Thursday 15 September 2011

Learning Theory

There is gravitational theory, evolutionary theory and learning theory,, but only one of them claims that the theory is necessary to the performance of the action. Things drop whether you believe in Newton or not. Even if you believe that gravity is a myth and the earth really does suck, things still drop, and the earth still rises very slightly to meet them. Darwin believed that the Galapagos finches had evolved long before the Beagle set sail, and would continue to evolve long after the Beagle was forgotten, but education experts would have you believe that you can't teach without understanding learning theory.

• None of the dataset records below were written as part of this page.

use std::fmt;
use std::path::PathBuf;

#[derive(Debug)]
pub enum StoreError {
    Io(std::io::Error),
    Json(serde_json::Error),
    Config { path: PathBuf, message: String },
}

impl fmt::Display for StoreError {
    fn fmt(&self, f: &mut fmt::Formatter<'_>) -> fmt::Result {
        match self {
            StoreError::Io(e) => write!(f, "I/O error: {e}"),
            StoreError::Json(e) => write!(f, "JSON error: {e}"),
            StoreError::Config { path, message } => {
                write!(f, "invalid config {}: {message}", path.display())
            }
        }
    }
}

impl std::error::Error for StoreError {
    fn source(&self) -> Option<&(dyn std::error::Error + 'static)> {
        match self {
            StoreError::Io(e) => Some(e),
            StoreError::Json(e) => Some(e),
            StoreError::Config { .. } => None,
        }
    }
}

impl From<std::io::Error> for StoreError {
    fn from(e: std::io::Error) -> Self {
        StoreError::Io(e)
    }
}

impl From<serde_json::Error> for StoreError {
    fn from(e: serde_json::Error) -> Self {
        StoreError::Json(e)
    }
}

pub type Result<T> = std::result::Result<T, StoreError>;
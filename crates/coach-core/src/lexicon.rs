//! Static mood lexicon: detection keywords, coping suggestions, fallback quotes.

use crate::mood::Mood;

/// Built-in quotes used when no external quotes list is available.
pub const DEFAULT_QUOTES: [&str; 5] = [
    "Small steps every day lead to big changes.",
    "You don’t have to be extreme, just consistent.",
    "Action cures fear — start tiny.",
    "Your future is decided by what you do today, not tomorrow.",
    "Rest is part of the process.",
];

/// Detection keywords for a mood. Neutral has none; it is reached through
/// sentiment alone.
pub fn keywords(mood: Mood) -> &'static [&'static str] {
    match mood {
        Mood::Stressed => &["overwhelmed", "anxious", "stress", "pressure", "panic"],
        Mood::Tired => &["sleepy", "exhausted", "fatigue", "drained", "tired"],
        Mood::Sad => &["down", "blue", "depressed", "lonely", "sad"],
        Mood::Happy => &["great", "excited", "joy", "grateful", "happy"],
        Mood::Neutral => &[],
    }
}

/// Coping suggestions for a mood.
pub fn suggestions(mood: Mood) -> &'static [&'static str] {
    match mood {
        Mood::Stressed => &[
            "2-minute box breathing: inhale 4s, hold 4s, exhale 4s, hold 4s.",
            "Write down 3 worries, then one tiny action for each.",
            "Stretch your neck and shoulders for 60 seconds.",
        ],
        Mood::Tired => &[
            "Stand up, sip water, and do 10 slow squats.",
            "2-minute sunlight break at a window/balcony.",
            "Swap tasks: do a 5-minute easy win to regain momentum.",
        ],
        Mood::Sad => &[
            "Text a friend one nice thing.",
            "Play a comforting song and breathe for a minute.",
            "Step outside for 3 minutes and name 5 things you see.",
        ],
        Mood::Happy => &[
            "Bank the energy: tackle a 10-minute task you've delayed.",
            "Share gratitude: write 2 lines to someone you appreciate.",
            "Queue a playlist and do a focused 15-minute sprint.",
        ],
        Mood::Neutral => &[
            "Pick one 10-minute task and set a timer.",
            "Tidy your workspace for 3 minutes.",
            "Drink water and plan your next 30 minutes.",
        ],
    }
}

/// Keywords of `mood` that occur as substrings of already-lowercased text,
/// in lexicon order.
pub fn keyword_hits(text_lower: &str, mood: Mood) -> Vec<&'static str> {
    keywords(mood)
        .iter()
        .copied()
        .filter(|kw| text_lower.contains(kw))
        .collect()
}
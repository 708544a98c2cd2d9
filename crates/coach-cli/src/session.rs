use coach_core::time::now_unix_secs;
use coach_core::{Command, Mood, MoodClassifier, pick_quote, render, suggestions_for};
use coach_store::{CoachStore, Result};
use rand::rngs::SmallRng;
use rand::{Rng, SeedableRng};

/// One coach bound to a store: turns an inbound message into replies.
///
/// Memory is reloaded from disk for every message; the only state held
/// here is the random source.
pub struct Coach<R = SmallRng> {
    store: CoachStore,
    classifier: MoodClassifier,
    rng: R,
}

impl Coach<SmallRng> {
    pub fn new(store: CoachStore) -> Self {
        Self::with_rng(store, SmallRng::from_os_rng())
    }
}

impl<R: Rng> Coach<R> {
    pub fn with_rng(store: CoachStore, rng: R) -> Self {
        Self {
            store,
            classifier: MoodClassifier::new(),
            rng,
        }
    }

    pub fn store(&self) -> &CoachStore {
        &self.store
    }

    /// Handle one inbound message. Returns one reply, or two when free text
    /// asks "why" inline (reply first, explanation second).
    pub fn handle(&mut self, text: &str) -> Result<Vec<String>> {
        let memory = self.store.memory();
        let replies = match Command::parse(text) {
            Command::Save => {
                let state = memory.flush()?;
                tracing::info!("saved {} records", state.len());
                vec![render::SAVED.to_string()]
            }
            Command::Reset => {
                memory.reset()?;
                tracing::info!("memory reset");
                vec![render::RESET.to_string()]
            }
            Command::Why => vec![render::WHY_HINT.to_string()],
            Command::Reject(unknown) => {
                tracing::debug!("rejected correction: {unknown}");
                vec![render::rejection(&unknown)]
            }
            Command::Correct(mood) => {
                memory.append(mood)?;
                tracing::info!("mood corrected to {mood}");
                let (tips, quote) = self.suggest(mood);
                vec![render::correction_reply(mood, &tips, &quote)]
            }
            command @ Command::Message(msg) => {
                let snapshot = memory.load();
                let result = self.classifier.classify(msg, &snapshot, now_unix_secs());
                memory.append(result.mood)?;
                tracing::debug!(
                    "classified as {} (compound={:.2})",
                    result.mood,
                    result.compound
                );

                let (tips, quote) = self.suggest(result.mood);
                let mut replies = vec![render::mood_reply(&result, &tips, &quote)];
                if command.wants_explanation() {
                    replies.push(render::explanation(&result));
                }
                replies
            }
        };
        Ok(replies)
    }

    fn suggest(&mut self, mood: Mood) -> (Vec<&'static str>, String) {
        let tips = suggestions_for(mood, self.store.config().suggestions, &mut self.rng);
        let external = self.store.quotes().load();
        let quote = pick_quote(external.as_deref(), &mut self.rng);
        (tips, quote)
    }
}
//! Outbound message formatting (Markdown).

use crate::classify::Classification;
use crate::memory::MemoryState;
use crate::mood::{Mood, UnknownMood};
use crate::time::unix_to_iso8601;

pub const SAVED: &str = "Memory saved to disk.";
pub const RESET: &str = "Cleared recent mood memory.";
pub const WHY_HINT: &str = "Send a sentence describing how you feel \
     (e.g., 'I'm overwhelmed and anxious') and include the word \"why\" \
     to get my reasoning along with the reply.";

pub fn welcome() -> String {
    format!(
        "**Mood Coach**\n\n\
         Tell me how you're feeling (e.g., *tired, stressed, happy*) and I'll suggest \
         a few quick, helpful actions.\n\n\
         **Commands**\n\
         • `why` → how to see my reasoning\n\
         • `correct: <mood>` → override the last mood (moods: {})\n\
         • `reset` → clear recent mood memory\n\
         • `save` → save memory to disk\n",
        Mood::valid_names()
    )
}

fn bullets<S: AsRef<str>>(items: &[S]) -> String {
    items
        .iter()
        .map(|item| format!("- {}", item.as_ref()))
        .collect::<Vec<_>>()
        .join("\n")
}

fn suggestions_and_quote(tips: &[&str], quote: &str) -> String {
    format!(
        "**Suggestions:**\n{}\n\n**Quote:** _{quote}_",
        bullets(tips)
    )
}

/// Reply to a classified free-text message.
pub fn mood_reply(result: &Classification, tips: &[&str], quote: &str) -> String {
    format!(
        "**Detected mood:** **{}**  \n\
         **Sentiment (compound):** {:.2}\n\n\
         {}\n\n\
         Type `why` if you want my reasoning, or `correct: <mood>` to override.",
        result.mood,
        result.compound,
        suggestions_and_quote(tips, quote)
    )
}

/// Reply to an accepted `correct:` override.
pub fn correction_reply(mood: Mood, tips: &[&str], quote: &str) -> String {
    format!(
        "Thanks — updated mood to **{mood}**.\n\n{}",
        suggestions_and_quote(tips, quote)
    )
}

/// Reply to a `correct:` naming an unknown mood.
pub fn rejection(unknown: &UnknownMood) -> String {
    format!(
        "Unknown mood `{}`. Use one of: {}",
        unknown.0,
        Mood::valid_names()
    )
}

/// Reasons and score snapshot for a classification.
pub fn explanation(result: &Classification) -> String {
    let snapshot = result
        .scores
        .iter()
        .map(|(mood, score)| format!("{mood}={score:.2}"))
        .collect::<Vec<_>>()
        .join(", ");
    format!(
        "**Why I chose this mood**\n{}\n\n**Score snapshot:** {snapshot}",
        bullets(result.reasons.as_slice())
    )
}

/// One line per stored record, oldest first.
pub fn history(state: &MemoryState) -> String {
    if state.is_empty() {
        return "(no recent moods)".to_string();
    }
    state
        .records()
        .map(|r| format!("{}  {}", unix_to_iso8601(r.ts), r.mood))
        .collect::<Vec<_>>()
        .join("\n")
}

#[cfg(test)]
mod tests {
    use super::*;
    use crate::classify::ScoreVector;

    fn sample() -> Classification {
        let mut scores = ScoreVector::default();
        scores.add(Mood::Stressed, 0.6);
        scores.add(Mood::Neutral, 0.2);
        Classification {
            mood: Mood::Stressed,
            compound: 0.0,
            reasons: vec![
                "keywords for **stressed**: pressure".to_string(),
                "neutral sentiment (compound=0.00) → **neutral**".to_string(),
            ],
            scores,
        }
    }

    #[test]
    fn test_mood_reply_layout() {
        let reply = mood_reply(&sample(), &["a", "b"], "Rest is part of the process.");
        assert!(reply.starts_with("**Detected mood:** **stressed**"));
        assert!(reply.contains("**Sentiment (compound):** 0.00"));
        assert!(reply.contains("**Suggestions:**\n- a\n- b\n"));
        assert!(reply.contains("**Quote:** _Rest is part of the process._"));
        assert!(reply.ends_with("`correct: <mood>` to override."));
    }

    #[test]
    fn test_explanation_snapshot_order() {
        let text = explanation(&sample());
        assert!(text.starts_with("**Why I chose this mood**\n- keywords for **stressed**"));
        assert!(text.ends_with(
            "**Score snapshot:** stressed=0.60, tired=0.00, sad=0.00, happy=0.00, neutral=0.20"
        ));
    }

    #[test]
    fn test_rejection_lists_moods() {
        let text = rejection(&UnknownMood("excited".to_string()));
        assert_eq!(
            text,
            "Unknown mood `excited`. Use one of: stressed, tired, sad, happy, neutral"
        );
    }

    #[test]
    fn test_correction_reply() {
        let text = correction_reply(Mood::Tired, &["x"], "q");
        assert!(text.starts_with("Thanks — updated mood to **tired**."));
        assert!(text.contains("- x"));
    }

    #[test]
    fn test_history() {
        assert_eq!(history(&MemoryState::new()), "(no recent moods)");
        let mut state = MemoryState::new();
        state.remember(Mood::Sad, 0);
        state.remember(Mood::Happy, 60);
        assert_eq!(
            history(&state),
            "1970-01-01T00:00:00Z  sad\n1970-01-01T00:01:00Z  happy"
        );
    }

    #[test]
    fn test_welcome_mentions_commands() {
        let text = welcome();
        for cmd in ["`why`", "`correct: <mood>`", "`reset`", "`save`"] {
            assert!(text.contains(cmd), "welcome missing {cmd}");
        }
    }
}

This is demonstrably cobblers as the first learning theorist must have been self taught, ie by someone who, by definition didn't know learning theory. Learning happens. Apples fall out of trees, land on your head and teach you not to sit under apple trees if your dad is called William Tell. You can aspire to be the President of the United Satates of America and deny the theory of evolution. In a couple of decades it may be a necessary qualification to PROVE that you are incapable of understanding the Theory of Evolution.
Training anyone or anything will be easier if you understand learning theory, or would be if learning theory even began to approach the scientific rigour of evolution or gravity. Those who discuss learning theory have a problem, they want to be scientific and they want to be nice to children or animals, or whoever they want to teach.

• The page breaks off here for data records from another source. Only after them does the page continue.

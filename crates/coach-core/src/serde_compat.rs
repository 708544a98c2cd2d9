//! JSON serde for the memory file wire format.
//!
//! The wire format is `{"recent_moods": [{"mood": "...", "ts": "..."}]}`,
//! oldest first, with `ts` as an ISO-8601 UTC string.

use serde::{Deserialize, Serialize};

use crate::memory::{MemoryState, MoodRecord};
use crate::mood::Mood;
use crate::time::{parse_iso8601, unix_to_iso8601};

// --- Wire format types ---

#[derive(Serialize, Deserialize, Debug, Default)]
pub struct WireMemory {
    #[serde(default)]
    pub recent_moods: Vec<WireRecord>,
}

#[derive(Serialize, Deserialize, Debug)]
pub struct WireRecord {
    #[serde(default)]
    pub mood: String,
    #[serde(default)]
    pub ts: String,
}

/// Result of converting wire records to the domain model.
#[derive(Debug)]
pub struct Imported {
    pub state: MemoryState,
    /// Records skipped for an unknown mood or an unparseable timestamp.
    pub dropped: usize,
}

// --- Conversion ---

impl WireMemory {
    /// Convert to the domain state, skipping malformed records.
    /// More than [`crate::MEMORY_CAPACITY`] records keeps the newest ones.
    pub fn into_state(self) -> Imported {
        let total = self.recent_moods.len();
        let records: Vec<MoodRecord> = self
            .recent_moods
            .into_iter()
            .filter_map(|r| {
                let mood = r.mood.parse::<Mood>().ok()?;
                let ts = parse_iso8601(&r.ts)?;
                Some(MoodRecord::new(mood, ts))
            })
            .collect();
        let dropped = total - records.len();
        Imported {
            state: records.into_iter().collect(),
            dropped,
        }
    }

    pub fn from_state(state: &MemoryState) -> Self {
        Self {
            recent_moods: state
                .records()
                .map(|r| WireRecord {
                    mood: r.mood.as_str().to_string(),
                    ts: unix_to_iso8601(r.ts),
                })
                .collect(),
        }
    }
}

/// Serialize a memory state to pretty-printed JSON.
pub fn export_json(state: &MemoryState) -> serde_json::Result<String> {
    serde_json::to_string_pretty(&WireMemory::from_state(state))
}

/// Parse memory-file JSON. Structural errors fail the whole import;
/// individual malformed records are dropped and counted.
pub fn import_json(json: &str) -> serde_json::Result<Imported> {
    let wire: WireMemory = serde_json::from_str(json)?;
    Ok(wire.into_state())
}
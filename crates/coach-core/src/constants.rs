/// Score added once per mood when any of its keywords appears in the input.
pub const KEYWORD_WEIGHT: f64 = 0.6;

/// Score added by a strong sentiment signal (|compound| >= 0.5).
pub const STRONG_SENTIMENT_WEIGHT: f64 = 0.5;

/// Score added by a mild or neutral sentiment signal.
pub const MILD_SENTIMENT_WEIGHT: f64 = 0.2;

/// Compound at or above which sentiment reads as clearly positive.
pub const STRONG_POSITIVE: f64 = 0.5;

/// Compound at or above which sentiment reads as slightly positive.
pub const MILD_POSITIVE: f64 = 0.05;

/// Compound at or below which sentiment reads as clearly negative.
pub const STRONG_NEGATIVE: f64 = -0.5;

/// Compound at or below which sentiment reads as slightly negative.
pub const MILD_NEGATIVE: f64 = -0.05;

/// Adjustment applied to a mood that was recorded inside the recency window.
pub const RECENCY_PENALTY: f64 = -0.2;

/// Recency window in seconds (60 minutes).
pub const RECENCY_WINDOW_SECS: u64 = 60 * 60;

/// Maximum number of mood records kept in memory (oldest evicted first).
pub const MEMORY_CAPACITY: usize = 10;

/// Suggestions returned per reply unless configured otherwise.
pub const DEFAULT_SUGGESTIONS: usize = 3;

This is not scientific. Science doesn't pick nice data, it doesn't come out with the politically correct answer. Men run faster than women. Capital punishment reduces reoffending. (Hanging the wrong person doesn't stop the criminal reoffending, it only works when you hang the right one.) I am against capital punishment and I have four daughters so I am all in favour of equal chances for women, but I don't kid myself that my beliefs will change the data.
So back to training, and learning theory, and ponies, my particular interest. Obama, my pony, is still terrified of whips and sticks though he has been trained entirely with kindness, (and occasional bad language) since January 2009. Thirty months of kindness hasn't eradicated the lesson that whips hurt. In educational terms, whips, and those who wield them, are vastly more effective than I am.
Our learning theory has to accept that pain and fear combined are probably the ultimate learning method. Temple Grandin believes that really deap seated fears are probably incurable, though she, and I would welcome any system that proved this wrong. This is where NICE conflicts with SCIENCE. But we won't understand learning theory, or learn how to teach children, animals or aspiring Presidents of the USA by denying the facts.
So let's be honest, we want a nice learning theory. No problem, as long as we can agree on a definition of nice, and learning and theory. Am I against violence? The easy answer is yes, but if my children or Obama are about to walk into danger, I will cheerfully hit them if it is the only, or even the easiest way to stop them. It may also make them think twice about repeating the action. It is certainly going to be remembered for longer than a carrot or a scratch, or for the children a Smartie. For someone as totally anti whips as I am, to admit that violence is a reasonable and intelligent, and the most effective option, shows the depth of the problem.
For a change, I am not looking for answers, I am looking to see if there are any basic principles I can lay down other than “Simon is right, send him some money.”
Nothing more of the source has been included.